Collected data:
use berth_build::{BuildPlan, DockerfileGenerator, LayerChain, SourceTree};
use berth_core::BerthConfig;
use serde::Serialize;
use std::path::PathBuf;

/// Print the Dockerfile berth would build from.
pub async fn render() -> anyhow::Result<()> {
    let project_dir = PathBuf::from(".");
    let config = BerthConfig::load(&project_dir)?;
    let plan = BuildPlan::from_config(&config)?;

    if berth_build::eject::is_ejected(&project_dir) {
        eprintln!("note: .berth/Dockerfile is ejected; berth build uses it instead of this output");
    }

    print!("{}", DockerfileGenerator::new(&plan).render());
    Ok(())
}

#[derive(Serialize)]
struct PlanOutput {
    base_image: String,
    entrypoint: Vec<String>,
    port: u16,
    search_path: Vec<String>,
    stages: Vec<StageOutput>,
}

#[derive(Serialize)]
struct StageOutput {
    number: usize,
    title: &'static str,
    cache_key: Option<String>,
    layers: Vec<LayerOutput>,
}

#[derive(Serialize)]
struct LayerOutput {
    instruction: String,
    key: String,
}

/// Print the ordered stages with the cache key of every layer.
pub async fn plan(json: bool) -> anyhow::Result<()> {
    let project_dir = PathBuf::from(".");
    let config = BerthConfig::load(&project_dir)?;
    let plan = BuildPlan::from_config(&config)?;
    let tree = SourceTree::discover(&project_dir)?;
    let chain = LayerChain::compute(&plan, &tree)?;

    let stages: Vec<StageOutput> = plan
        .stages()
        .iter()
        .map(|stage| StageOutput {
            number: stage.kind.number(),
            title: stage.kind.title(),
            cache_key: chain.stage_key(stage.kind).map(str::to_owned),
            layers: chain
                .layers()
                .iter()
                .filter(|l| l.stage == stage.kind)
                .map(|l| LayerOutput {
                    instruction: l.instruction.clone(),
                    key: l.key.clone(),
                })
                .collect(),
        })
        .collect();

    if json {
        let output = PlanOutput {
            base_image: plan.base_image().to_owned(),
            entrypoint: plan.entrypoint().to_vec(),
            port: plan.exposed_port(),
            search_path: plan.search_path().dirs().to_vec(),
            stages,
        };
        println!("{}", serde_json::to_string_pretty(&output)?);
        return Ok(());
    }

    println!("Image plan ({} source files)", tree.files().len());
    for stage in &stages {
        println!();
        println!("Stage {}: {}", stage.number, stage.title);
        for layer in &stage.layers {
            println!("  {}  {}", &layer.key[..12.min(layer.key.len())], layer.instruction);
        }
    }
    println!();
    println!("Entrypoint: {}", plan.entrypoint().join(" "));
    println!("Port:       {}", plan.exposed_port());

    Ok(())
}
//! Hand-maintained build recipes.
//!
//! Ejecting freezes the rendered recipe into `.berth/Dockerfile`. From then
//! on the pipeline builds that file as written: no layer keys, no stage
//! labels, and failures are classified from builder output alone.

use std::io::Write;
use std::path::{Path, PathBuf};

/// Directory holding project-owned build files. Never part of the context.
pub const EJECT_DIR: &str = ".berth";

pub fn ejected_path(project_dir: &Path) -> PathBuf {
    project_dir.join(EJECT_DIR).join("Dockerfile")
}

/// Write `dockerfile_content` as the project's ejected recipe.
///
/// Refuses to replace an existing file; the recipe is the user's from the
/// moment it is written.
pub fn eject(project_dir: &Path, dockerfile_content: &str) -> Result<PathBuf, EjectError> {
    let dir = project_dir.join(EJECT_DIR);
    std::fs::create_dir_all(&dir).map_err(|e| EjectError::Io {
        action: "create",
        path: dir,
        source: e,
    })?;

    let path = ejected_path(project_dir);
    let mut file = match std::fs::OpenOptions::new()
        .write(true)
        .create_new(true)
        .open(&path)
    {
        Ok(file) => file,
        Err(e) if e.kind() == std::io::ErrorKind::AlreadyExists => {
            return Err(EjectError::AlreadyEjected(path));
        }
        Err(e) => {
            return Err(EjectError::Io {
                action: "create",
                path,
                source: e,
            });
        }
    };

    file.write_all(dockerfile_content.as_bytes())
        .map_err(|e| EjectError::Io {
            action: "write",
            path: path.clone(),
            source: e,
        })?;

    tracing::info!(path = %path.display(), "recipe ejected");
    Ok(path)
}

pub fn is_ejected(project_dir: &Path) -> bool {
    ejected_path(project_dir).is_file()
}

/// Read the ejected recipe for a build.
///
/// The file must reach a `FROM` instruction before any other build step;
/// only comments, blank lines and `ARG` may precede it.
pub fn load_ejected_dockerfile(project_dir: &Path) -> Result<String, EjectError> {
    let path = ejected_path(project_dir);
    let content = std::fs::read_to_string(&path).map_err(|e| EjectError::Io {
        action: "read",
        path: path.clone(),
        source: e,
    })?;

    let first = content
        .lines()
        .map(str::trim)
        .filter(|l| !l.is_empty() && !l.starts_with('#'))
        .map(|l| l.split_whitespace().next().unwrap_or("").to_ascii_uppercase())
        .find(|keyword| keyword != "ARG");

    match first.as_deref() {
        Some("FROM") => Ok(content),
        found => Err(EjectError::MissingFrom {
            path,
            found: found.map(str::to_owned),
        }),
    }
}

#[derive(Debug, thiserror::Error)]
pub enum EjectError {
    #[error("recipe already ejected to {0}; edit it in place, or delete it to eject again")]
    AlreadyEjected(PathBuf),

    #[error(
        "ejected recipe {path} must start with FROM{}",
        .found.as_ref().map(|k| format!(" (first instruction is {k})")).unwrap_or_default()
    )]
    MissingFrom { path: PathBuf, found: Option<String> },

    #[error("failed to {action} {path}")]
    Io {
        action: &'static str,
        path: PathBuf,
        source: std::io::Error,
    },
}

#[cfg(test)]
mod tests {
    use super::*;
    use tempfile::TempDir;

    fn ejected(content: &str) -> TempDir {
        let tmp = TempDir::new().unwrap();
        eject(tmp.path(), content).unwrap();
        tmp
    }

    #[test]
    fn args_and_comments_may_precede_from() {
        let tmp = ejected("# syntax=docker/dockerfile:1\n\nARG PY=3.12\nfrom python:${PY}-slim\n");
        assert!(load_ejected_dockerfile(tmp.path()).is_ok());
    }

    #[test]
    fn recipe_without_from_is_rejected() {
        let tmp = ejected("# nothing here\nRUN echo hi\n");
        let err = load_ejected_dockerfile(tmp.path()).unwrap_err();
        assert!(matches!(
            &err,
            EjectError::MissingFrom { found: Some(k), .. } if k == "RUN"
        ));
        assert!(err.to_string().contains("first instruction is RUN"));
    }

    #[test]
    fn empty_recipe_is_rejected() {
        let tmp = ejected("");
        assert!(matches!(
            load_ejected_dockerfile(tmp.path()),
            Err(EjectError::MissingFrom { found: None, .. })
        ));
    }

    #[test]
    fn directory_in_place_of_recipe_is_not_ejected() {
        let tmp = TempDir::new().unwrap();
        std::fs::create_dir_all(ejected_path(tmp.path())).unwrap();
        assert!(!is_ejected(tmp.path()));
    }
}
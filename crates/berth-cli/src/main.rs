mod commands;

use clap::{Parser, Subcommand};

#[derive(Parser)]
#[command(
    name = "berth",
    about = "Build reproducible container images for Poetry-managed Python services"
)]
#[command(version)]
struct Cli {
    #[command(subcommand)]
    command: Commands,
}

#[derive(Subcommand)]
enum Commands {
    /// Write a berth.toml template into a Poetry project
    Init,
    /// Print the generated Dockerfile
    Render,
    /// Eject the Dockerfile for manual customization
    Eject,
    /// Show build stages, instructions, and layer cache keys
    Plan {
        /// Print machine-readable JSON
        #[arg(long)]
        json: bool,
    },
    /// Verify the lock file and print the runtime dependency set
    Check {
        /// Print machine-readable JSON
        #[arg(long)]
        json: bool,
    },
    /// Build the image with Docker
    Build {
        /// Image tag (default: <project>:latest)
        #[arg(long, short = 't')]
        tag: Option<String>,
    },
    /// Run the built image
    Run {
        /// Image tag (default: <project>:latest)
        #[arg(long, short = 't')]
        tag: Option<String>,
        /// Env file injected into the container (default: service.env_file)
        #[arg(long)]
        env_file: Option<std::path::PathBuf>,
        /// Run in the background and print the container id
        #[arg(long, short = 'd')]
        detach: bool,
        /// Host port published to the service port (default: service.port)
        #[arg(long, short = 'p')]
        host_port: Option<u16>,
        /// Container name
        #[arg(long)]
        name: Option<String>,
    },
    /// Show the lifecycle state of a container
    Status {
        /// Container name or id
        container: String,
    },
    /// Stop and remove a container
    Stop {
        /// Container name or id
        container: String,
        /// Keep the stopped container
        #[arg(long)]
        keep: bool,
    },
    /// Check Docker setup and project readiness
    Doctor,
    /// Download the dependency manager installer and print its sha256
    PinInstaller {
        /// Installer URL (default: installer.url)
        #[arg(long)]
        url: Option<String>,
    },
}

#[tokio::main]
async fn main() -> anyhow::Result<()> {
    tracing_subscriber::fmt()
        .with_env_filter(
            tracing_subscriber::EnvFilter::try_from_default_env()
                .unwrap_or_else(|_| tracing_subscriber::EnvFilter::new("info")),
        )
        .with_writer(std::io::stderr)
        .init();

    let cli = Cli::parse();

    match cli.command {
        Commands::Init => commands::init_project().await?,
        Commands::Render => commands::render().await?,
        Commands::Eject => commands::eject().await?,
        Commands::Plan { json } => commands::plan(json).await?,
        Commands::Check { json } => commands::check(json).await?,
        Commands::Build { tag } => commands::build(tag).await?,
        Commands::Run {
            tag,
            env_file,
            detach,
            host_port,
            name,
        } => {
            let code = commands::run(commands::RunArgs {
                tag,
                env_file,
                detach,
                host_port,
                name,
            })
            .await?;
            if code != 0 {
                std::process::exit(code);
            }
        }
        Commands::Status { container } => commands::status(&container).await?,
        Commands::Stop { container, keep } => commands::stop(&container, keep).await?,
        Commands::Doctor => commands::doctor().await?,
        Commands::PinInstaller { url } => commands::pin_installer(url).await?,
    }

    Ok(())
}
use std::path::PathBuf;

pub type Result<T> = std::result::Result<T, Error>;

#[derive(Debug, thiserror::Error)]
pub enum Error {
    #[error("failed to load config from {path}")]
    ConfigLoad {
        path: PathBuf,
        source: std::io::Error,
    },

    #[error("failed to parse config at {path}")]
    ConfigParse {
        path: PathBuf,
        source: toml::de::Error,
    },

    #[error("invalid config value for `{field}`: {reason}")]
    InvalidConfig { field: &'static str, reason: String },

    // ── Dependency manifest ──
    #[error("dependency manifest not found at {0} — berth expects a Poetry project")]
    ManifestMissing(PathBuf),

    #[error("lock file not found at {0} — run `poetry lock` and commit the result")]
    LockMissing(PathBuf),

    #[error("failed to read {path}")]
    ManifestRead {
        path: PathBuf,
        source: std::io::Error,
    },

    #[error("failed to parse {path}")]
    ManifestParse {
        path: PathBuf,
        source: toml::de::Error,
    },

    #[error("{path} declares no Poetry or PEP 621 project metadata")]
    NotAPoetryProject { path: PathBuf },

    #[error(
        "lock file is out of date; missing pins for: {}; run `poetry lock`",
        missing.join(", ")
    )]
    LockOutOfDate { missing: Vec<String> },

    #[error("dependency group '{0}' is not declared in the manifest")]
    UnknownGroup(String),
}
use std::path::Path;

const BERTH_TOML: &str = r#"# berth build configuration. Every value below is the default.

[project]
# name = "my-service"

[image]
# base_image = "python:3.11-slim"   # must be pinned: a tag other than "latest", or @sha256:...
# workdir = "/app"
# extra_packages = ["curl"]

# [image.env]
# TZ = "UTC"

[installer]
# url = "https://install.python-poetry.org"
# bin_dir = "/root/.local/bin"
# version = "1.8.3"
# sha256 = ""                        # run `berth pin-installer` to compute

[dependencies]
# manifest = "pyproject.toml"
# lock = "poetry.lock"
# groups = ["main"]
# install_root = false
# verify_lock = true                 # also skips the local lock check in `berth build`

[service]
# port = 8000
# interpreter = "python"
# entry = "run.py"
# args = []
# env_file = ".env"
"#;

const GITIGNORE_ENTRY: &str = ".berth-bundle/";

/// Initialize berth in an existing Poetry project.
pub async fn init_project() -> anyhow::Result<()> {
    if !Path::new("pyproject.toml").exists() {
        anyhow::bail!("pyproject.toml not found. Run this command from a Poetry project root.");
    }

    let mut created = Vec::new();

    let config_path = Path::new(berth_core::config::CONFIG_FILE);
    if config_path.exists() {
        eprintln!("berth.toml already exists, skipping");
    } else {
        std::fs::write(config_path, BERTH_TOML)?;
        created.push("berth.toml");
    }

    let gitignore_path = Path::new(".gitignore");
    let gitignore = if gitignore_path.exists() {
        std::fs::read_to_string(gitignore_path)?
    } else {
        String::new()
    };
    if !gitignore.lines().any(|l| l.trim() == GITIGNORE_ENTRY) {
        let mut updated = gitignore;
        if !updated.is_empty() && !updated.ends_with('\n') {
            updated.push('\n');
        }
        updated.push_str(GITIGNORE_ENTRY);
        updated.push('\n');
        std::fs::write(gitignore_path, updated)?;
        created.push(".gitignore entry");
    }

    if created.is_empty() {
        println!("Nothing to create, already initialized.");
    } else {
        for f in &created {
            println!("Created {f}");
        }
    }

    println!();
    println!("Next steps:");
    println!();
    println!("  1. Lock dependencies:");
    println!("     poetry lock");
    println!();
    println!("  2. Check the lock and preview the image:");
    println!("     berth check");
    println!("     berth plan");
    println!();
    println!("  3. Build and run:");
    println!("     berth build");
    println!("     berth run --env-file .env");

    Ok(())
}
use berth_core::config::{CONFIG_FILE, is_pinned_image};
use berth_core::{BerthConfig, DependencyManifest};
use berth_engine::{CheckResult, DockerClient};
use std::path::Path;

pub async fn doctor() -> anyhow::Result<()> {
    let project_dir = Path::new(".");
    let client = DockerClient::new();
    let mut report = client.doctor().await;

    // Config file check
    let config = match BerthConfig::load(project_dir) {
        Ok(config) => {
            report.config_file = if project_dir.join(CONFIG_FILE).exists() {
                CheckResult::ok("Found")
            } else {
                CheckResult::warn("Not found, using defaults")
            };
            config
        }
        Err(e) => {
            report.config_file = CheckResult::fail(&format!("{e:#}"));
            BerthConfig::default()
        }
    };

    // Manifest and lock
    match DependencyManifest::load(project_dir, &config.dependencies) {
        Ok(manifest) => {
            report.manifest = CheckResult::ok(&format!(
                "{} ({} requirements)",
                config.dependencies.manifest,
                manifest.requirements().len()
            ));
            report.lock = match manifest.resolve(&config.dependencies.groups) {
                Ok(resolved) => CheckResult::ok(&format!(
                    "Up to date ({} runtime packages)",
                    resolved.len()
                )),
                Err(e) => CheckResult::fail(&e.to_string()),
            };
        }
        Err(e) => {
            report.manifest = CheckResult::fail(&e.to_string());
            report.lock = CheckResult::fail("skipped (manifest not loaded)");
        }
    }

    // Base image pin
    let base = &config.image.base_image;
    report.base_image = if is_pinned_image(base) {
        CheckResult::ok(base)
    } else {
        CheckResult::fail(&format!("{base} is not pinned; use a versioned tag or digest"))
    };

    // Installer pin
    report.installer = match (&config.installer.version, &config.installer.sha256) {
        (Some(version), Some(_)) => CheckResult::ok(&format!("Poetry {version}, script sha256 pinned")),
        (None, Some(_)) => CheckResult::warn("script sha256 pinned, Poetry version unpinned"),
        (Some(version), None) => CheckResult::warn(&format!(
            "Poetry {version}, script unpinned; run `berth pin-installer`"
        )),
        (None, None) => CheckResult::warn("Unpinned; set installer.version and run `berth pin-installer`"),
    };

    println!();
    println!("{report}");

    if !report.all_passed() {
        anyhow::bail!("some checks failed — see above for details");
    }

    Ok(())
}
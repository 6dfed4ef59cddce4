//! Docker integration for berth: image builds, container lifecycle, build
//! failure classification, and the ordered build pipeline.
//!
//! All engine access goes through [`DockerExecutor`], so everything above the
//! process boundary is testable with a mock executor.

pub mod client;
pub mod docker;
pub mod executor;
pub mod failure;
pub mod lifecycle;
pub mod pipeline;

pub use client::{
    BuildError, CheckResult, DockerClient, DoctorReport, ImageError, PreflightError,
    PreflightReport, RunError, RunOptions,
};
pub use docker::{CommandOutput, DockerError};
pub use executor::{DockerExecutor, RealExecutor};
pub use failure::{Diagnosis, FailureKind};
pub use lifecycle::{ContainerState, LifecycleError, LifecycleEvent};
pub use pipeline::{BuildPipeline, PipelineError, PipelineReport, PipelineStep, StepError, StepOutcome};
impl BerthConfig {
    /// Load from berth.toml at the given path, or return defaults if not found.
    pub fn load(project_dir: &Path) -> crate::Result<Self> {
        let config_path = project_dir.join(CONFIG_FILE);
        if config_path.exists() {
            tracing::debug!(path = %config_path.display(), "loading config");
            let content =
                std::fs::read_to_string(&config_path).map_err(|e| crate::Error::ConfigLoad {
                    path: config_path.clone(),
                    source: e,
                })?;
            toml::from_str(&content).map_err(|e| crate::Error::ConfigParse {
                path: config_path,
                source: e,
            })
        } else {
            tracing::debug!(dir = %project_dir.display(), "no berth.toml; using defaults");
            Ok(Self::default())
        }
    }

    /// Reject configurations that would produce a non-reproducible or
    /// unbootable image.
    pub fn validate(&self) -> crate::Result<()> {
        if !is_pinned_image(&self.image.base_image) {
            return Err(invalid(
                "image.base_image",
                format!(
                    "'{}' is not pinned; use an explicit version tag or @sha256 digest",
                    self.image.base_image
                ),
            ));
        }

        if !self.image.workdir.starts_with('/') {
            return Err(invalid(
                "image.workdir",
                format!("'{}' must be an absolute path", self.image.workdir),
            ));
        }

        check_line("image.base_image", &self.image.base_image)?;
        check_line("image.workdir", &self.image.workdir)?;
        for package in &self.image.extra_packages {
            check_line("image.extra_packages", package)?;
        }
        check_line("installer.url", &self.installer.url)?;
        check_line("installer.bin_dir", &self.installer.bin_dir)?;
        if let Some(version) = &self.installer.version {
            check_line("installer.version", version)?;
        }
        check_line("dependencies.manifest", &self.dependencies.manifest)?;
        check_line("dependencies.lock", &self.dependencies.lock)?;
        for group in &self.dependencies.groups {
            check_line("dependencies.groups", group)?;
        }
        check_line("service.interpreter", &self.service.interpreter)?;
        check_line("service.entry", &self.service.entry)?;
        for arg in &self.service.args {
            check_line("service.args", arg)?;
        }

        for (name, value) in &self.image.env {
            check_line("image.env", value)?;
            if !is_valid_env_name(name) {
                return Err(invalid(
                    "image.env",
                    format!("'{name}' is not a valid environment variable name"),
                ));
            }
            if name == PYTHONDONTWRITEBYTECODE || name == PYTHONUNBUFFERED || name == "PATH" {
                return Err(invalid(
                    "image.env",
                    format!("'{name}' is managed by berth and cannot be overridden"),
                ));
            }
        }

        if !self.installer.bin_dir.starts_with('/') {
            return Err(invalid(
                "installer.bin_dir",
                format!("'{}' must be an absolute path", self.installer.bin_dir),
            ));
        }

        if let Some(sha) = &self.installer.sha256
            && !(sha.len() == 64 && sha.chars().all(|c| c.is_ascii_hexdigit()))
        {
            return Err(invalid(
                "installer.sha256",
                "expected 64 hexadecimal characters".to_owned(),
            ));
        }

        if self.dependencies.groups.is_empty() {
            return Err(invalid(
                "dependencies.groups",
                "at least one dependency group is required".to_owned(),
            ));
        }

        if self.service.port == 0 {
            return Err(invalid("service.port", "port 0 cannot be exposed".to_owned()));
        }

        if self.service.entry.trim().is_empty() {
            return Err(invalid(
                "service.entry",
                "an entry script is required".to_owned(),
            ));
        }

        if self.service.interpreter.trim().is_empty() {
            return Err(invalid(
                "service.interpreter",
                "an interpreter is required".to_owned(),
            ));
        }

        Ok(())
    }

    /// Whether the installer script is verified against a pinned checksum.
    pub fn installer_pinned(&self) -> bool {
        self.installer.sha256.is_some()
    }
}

* **Exercise aim**
Tally how many lines of the records hold the word "lifecycle". Answer with the number only.

* **Solution below**
4